* What to do
Each line that contains the word "consumed" is to be copied from the records below.
***** The data
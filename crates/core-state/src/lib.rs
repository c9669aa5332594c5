//! Per-buffer editing state (spec §3): modes, the buffer itself, and the
//! process-global yank register.

pub mod buffer;
pub mod mode;
pub mod registers;

pub use buffer::{Buffer, EditStats, Selection};
pub use mode::Mode;
pub use registers::{Registers, Yank};
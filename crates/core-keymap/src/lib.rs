//! Mode → key → action dispatch (spec §4.7): a small trie per mode,
//! resolving a pending-key buffer into a symbolic `Action` that
//! `core-actions` then interprets against a `Buffer`.

pub mod action;
pub mod tables;
pub mod trie;

use core_state::Mode;

pub use action::{Action, Direction, KeyPattern, MappingSpec, SelectionKind};
pub use trie::{MappingTrie, Resolution};

pub struct Keymap {
    normal: MappingTrie,
    insert_replace: MappingTrie,
    line_selection: MappingTrie,
    char_col_selection: MappingTrie,
    col_insert: MappingTrie,
}

impl Keymap {
    pub fn new() -> Self {
        Self {
            normal: MappingTrie::build(tables::normal_mode_specs()),
            insert_replace: MappingTrie::build(tables::insert_or_replace_mode_specs()),
            line_selection: MappingTrie::build(tables::line_selection_mode_specs()),
            char_col_selection: MappingTrie::build(tables::char_or_col_selection_mode_specs()),
            col_insert: MappingTrie::build(tables::col_insert_mode_specs()),
        }
    }

    fn trie_for(&self, mode: Mode) -> &MappingTrie {
        match mode {
            Mode::Normal => &self.normal,
            Mode::Insert | Mode::Replace => &self.insert_replace,
            Mode::LineSelection => &self.line_selection,
            Mode::CharSelection | Mode::ColSelection => &self.char_col_selection,
            Mode::ColInsert => &self.col_insert,
        }
    }

    /// Resolve the pending-key buffer for `mode`. In INSERT/REPLACE/
    /// COL_INSERT, any byte the mode's table doesn't claim (i.e. not
    /// `ESC`) is a literal character to insert, so `FallbackLiteral`
    /// from those modes is the common case, not an error.
    pub fn resolve(&self, mode: Mode, buffer: &[char]) -> Resolution {
        self.trie_for(mode).resolve(buffer)
    }
}

impl Default for Keymap {
    fn default() -> Self {
        Self::new()
    }
}

#[cfg(test)]
mod tests {
    use super::*;
    use pretty_assertions::assert_eq;

    #[test]
    fn normal_mode_dd_is_delete_line() {
        let km = Keymap::new();
        let buf: Vec<char> = "dd".chars().collect();
        assert_eq!(
            km.resolve(Mode::Normal, &buf),
            Resolution::Matched { consumed: 2, action: Action::DeleteLine, ambiguous: false }
        );
    }

    #[test]
    fn insert_mode_plain_char_falls_back_to_literal() {
        let km = Keymap::new();
        let buf: Vec<char> = "q".chars().collect();
        assert_eq!(km.resolve(Mode::Insert, &buf), Resolution::FallbackLiteral('q'));
    }

    #[test]
    fn insert_mode_esc_is_matched() {
        let km = Keymap::new();
        let buf: Vec<char> = "\u{1b}".chars().collect();
        assert_eq!(
            km.resolve(Mode::Insert, &buf),
            Resolution::Matched { consumed: 1, action: Action::Escape, ambiguous: false }
        );
    }

    #[test]
    fn replace_char_r_x_in_normal_mode() {
        let km = Keymap::new();
        let buf: Vec<char> = "rx".chars().collect();
        assert_eq!(
            km.resolve(Mode::Normal, &buf),
            Resolution::Matched { consumed: 2, action: Action::ReplaceChar('\0'), ambiguous: false }
        );
    }
}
**********
* Exercise output
            Resolution::Matched { consumed: 2, action: Action::DeleteLine, ambiguous: false }
            Resolution::Matched { consumed: 1, action: Action::Escape, ambiguous: false }
            Resolution::Matched { consumed: 2, action: Action::ReplaceChar('\0'), ambiguous: false }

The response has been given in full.